## INSTRUCTIONS TO FOLLOW
Report every line of the records that contains the word "AsRef".
BEGIN DATA SUPPLIED
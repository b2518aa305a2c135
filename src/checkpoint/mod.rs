//! # PyTorch checkpoints
//!
//! Reads the zip based format written by `torch.save` (PyTorch 1.6 and
//! later) into named tensors.
pub mod pickle;

use crate::error::{Error, Result};
use std::collections::HashMap;
use std::io::{BufReader, Read, Seek};
use std::path::Path;
use tch::Tensor;

fn zip_err(e: zip::result::ZipError) -> Error {
    Error::Checkpoint(e.to_string())
}

fn read_entry<R: Read + Seek>(archive: &mut zip::ZipArchive<R>, name: &str) -> Result<Vec<u8>> {
    let mut entry = archive.by_name(name).map_err(zip_err)?;
    let mut data = Vec::with_capacity(entry.size() as usize);
    entry.read_to_end(&mut data)?;
    Ok(data)
}

/// Loads every tensor of a `.pth`/`.pt` state dict, on the CPU.
pub fn read_pth<P: AsRef<Path>>(path: P) -> Result<Vec<(String, Tensor)>> {
    let file = crate::utils::file_open(path.as_ref())?;
    let mut archive = zip::ZipArchive::new(BufReader::new(file)).map_err(|e| {
        Error::Checkpoint(format!(
            "{:?} is not a zip checkpoint, legacy torch.save files are not supported: {e}",
            path.as_ref()
        ))
    })?;
    let pkl_name = archive
        .file_names()
        .find(|name| name.ends_with("data.pkl"))
        .map(String::from)
        .ok_or_else(|| Error::Checkpoint(format!("no data.pkl in {:?}", path.as_ref())))?;
    let prefix = pkl_name.trim_end_matches("data.pkl").to_string();
    let pkl = read_entry(&mut archive, &pkl_name)?;
    let infos = pickle::tensor_infos(pickle::parse(&pkl)?)?;

    // Several tensors can be views on the same storage.
    let mut storages: HashMap<String, Tensor> = HashMap::new();
    let mut tensors = Vec::with_capacity(infos.len());
    for (name, info) in infos {
        let storage = match storages.get(&info.storage_key) {
            Some(storage) => storage.shallow_clone(),
            None => {
                let data = read_entry(&mut archive, &format!("{prefix}data/{}", info.storage_key))?;
                let numel = (data.len() / info.kind.elt_size_in_bytes()) as i64;
                let storage = Tensor::f_from_data_size(&data, &[numel], info.kind)?;
                storages.insert(info.storage_key.clone(), storage.shallow_clone());
                storage
            }
        };
        let tensor = storage
            .f_as_strided(info.shape.as_slice(), info.stride.as_slice(), info.offset)?
            .f_contiguous()?;
        tensors.push((name, tensor));
    }
    log::debug!("read {} tensors from {:?}", tensors.len(), path.as_ref());
    Ok(tensors)
}
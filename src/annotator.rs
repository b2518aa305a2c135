//! # Annotators
//!
//! Structural feature extractors producing the control images: Canny edges,
//! monocular depth and surface normals derived from that depth.
use crate::control::{CannyThresholds, Control, NormalParams};
use crate::error::{Error, Result};
use crate::utils;
use image::imageops::FilterType;
use image::{DynamicImage, RgbImage};
use std::path::Path;
use tch::{Device, Kind, Tensor};

/// Estimates relative depth from a single image.
pub trait DepthEstimator {
    /// Returns a `(height, width)` float tensor on the CPU with the same
    /// size as `image`, larger values being closer to the camera.
    fn estimate(&self, image: &RgbImage) -> Result<Tensor>;
}

const IMAGENET_MEAN: [f64; 3] = [0.485, 0.456, 0.406];
const IMAGENET_STD: [f64; 3] = [0.229, 0.224, 0.225];

/// MiDaS exported as a TorchScript module.
pub struct MidasEstimator {
    module: tch::CModule,
    device: Device,
    input_size: u32,
}

impl MidasEstimator {
    /// Loads the traced MiDaS v2.1 small model, which works on 256x256
    /// inputs.
    pub fn load<P: AsRef<Path>>(path: P, device: Device) -> Result<Self> {
        let module = tch::CModule::load_on_device(path, device)?;
        Ok(Self { module, device, input_size: 256 })
    }
}

impl DepthEstimator for MidasEstimator {
    fn estimate(&self, image: &RgbImage) -> Result<Tensor> {
        let (width, height) = image.dimensions();
        let resized =
            image::imageops::resize(image, self.input_size, self.input_size, FilterType::CatmullRom);
        let mean = Tensor::from_slice(&IMAGENET_MEAN).view([1, 3, 1, 1]);
        let std = Tensor::from_slice(&IMAGENET_STD).view([1, 3, 1, 1]);
        let input = utils::image_to_tensor(&resized)?.to_kind(Kind::Float) / 255.;
        let input = ((input - mean) / std).to_kind(Kind::Float).to_device(self.device);
        let depth = tch::no_grad(|| self.module.forward_ts(&[input]))?;
        let size = depth.size();
        let (h, w) = match size.as_slice() {
            [.., h, w] => (*h, *w),
            _ => return Err(tch::TchError::Shape(format!("unexpected depth shape {size:?}")).into()),
        };
        let depth = depth
            .f_reshape([1, 1, h, w])?
            .f_upsample_bicubic2d([height as i64, width as i64], false, None, None)?
            .f_reshape([height as i64, width as i64])?
            .f_to_device(Device::Cpu)?;
        Ok(depth)
    }
}

/// Largest side of a control image, and so of a generated image.
pub const MAX_CONTROL_SIDE: u32 = 2048;

/// The size of the control image for a `width`x`height` input: the short
/// side becomes `resolution` pixels, both sides being rounded to multiples
/// of 64. Inputs whose long side would exceed [`MAX_CONTROL_SIDE`] are
/// rejected.
pub fn control_size(width: u32, height: u32, resolution: u32) -> Result<(u32, u32)> {
    let k = resolution as f64 / width.min(height).max(1) as f64;
    let new_width = utils::round_to_multiple(width as f64 * k, 64);
    let new_height = utils::round_to_multiple(height as f64 * k, 64);
    if new_width.max(new_height) > MAX_CONTROL_SIDE as u64 {
        return Err(Error::InvalidRequest(format!(
            "a {width}x{height} image would be resized to {new_width}x{new_height}, \
             above the {MAX_CONTROL_SIDE} pixel limit"
        )));
    }
    Ok((new_width as u32, new_height as u32))
}

/// Rescales `image` to its [`control_size`].
pub fn resize_for_control(image: &RgbImage, resolution: u32) -> Result<RgbImage> {
    let (width, height) = image.dimensions();
    let (new_width, new_height) = control_size(width, height, resolution)?;
    if (new_width, new_height) == (width, height) {
        return Ok(image.clone());
    }
    let filter = if new_width > width { FilterType::Lanczos3 } else { FilterType::Triangle };
    Ok(image::imageops::resize(image, new_width, new_height, filter))
}

/// Canny edges on the luminance, white edges on a black background.
pub fn canny(image: &RgbImage, thresholds: &CannyThresholds) -> RgbImage {
    let gray = DynamicImage::ImageRgb8(image.clone()).to_luma8();
    let edges = imageproc::edges::canny(&gray, thresholds.low(), thresholds.high());
    DynamicImage::ImageLuma8(edges).to_rgb8()
}

fn min_max_normalize(depth: &Tensor) -> Tensor {
    let depth = depth.to_kind(Kind::Float);
    let depth = &depth - depth.min();
    let max = depth.max().double_value(&[]);
    if max > 0. {
        depth / max
    } else {
        depth
    }
}

/// Grayscale depth map, the closest point being white.
pub fn depth_map(depth: &Tensor) -> Result<RgbImage> {
    let gray = (min_max_normalize(depth) * 255.).clamp(0., 255.).to_kind(Kind::Uint8);
    let rgb = Tensor::f_stack(&[&gray, &gray, &gray], 0)?;
    utils::tensor_to_image(&rgb)
}

fn sobel(depth: &Tensor, kernel: [f32; 9]) -> Result<Tensor> {
    let (h, w) = depth.size2()?;
    let kernel = Tensor::from_slice(&kernel).view([1, 1, 3, 3]);
    let xs = depth
        .f_reshape([1, 1, h, w])?
        .f_reflection_pad2d([1, 1, 1, 1])?
        .f_conv2d(&kernel, None::<Tensor>, [1, 1], [0, 0], [1, 1], 1)?;
    Ok(xs.f_reshape([h, w])?)
}

/// Surface normals estimated from the depth gradients, in the colors the
/// `normalbae` ControlNet was trained on: red for normals pointing left,
/// green for up and blue towards the camera.
pub fn normal_map(depth: &Tensor, params: &NormalParams) -> Result<RgbImage> {
    let a = 2. * std::f64::consts::PI;
    let depth = depth.to_kind(Kind::Float);
    let background = min_max_normalize(&depth).lt(params.background_threshold as f64);
    let x = sobel(&depth, [-1., 0., 1., -2., 0., 2., -1., 0., 1.])?.masked_fill(&background, 0.);
    let y = sobel(&depth, [-1., -2., -1., 0., 0., 0., 1., 2., 1.])?.masked_fill(&background, 0.);
    let z = x.ones_like() * a;
    let norm = (&x * &x + &y * &y + &z * &z).sqrt();
    let normal = Tensor::f_stack(&[&x, &y, &z], 0)? / norm.unsqueeze(0);
    let normal = (normal * 127.5 + 127.5).clamp(0., 255.).to_kind(Kind::Uint8);
    utils::tensor_to_image(&normal)
}

/// Produces the control image for `control`. Depth based controls need an
/// estimator.
pub fn annotate(
    control: &Control,
    image: &RgbImage,
    estimator: Option<&dyn DepthEstimator>,
) -> Result<RgbImage> {
    match control {
        Control::Canny(thresholds) => Ok(canny(image, thresholds)),
        Control::Depth => {
            let estimator = estimator.ok_or(Error::MissingAnnotator(control.control_type()))?;
            depth_map(&estimator.estimate(image)?)
        }
        Control::Normal(params) => {
            let estimator = estimator.ok_or(Error::MissingAnnotator(control.control_type()))?;
            normal_map(&estimator.estimate(image)?, params)
        }
    }
}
END DATA SUPPLIED
## RESULT OF THIS TASK
pub fn read_pth<P: AsRef<Path>>(path: P) -> Result<Vec<(String, Tensor)>> {
    pub fn load<P: AsRef<Path>>(path: P, device: Device) -> Result<Self> {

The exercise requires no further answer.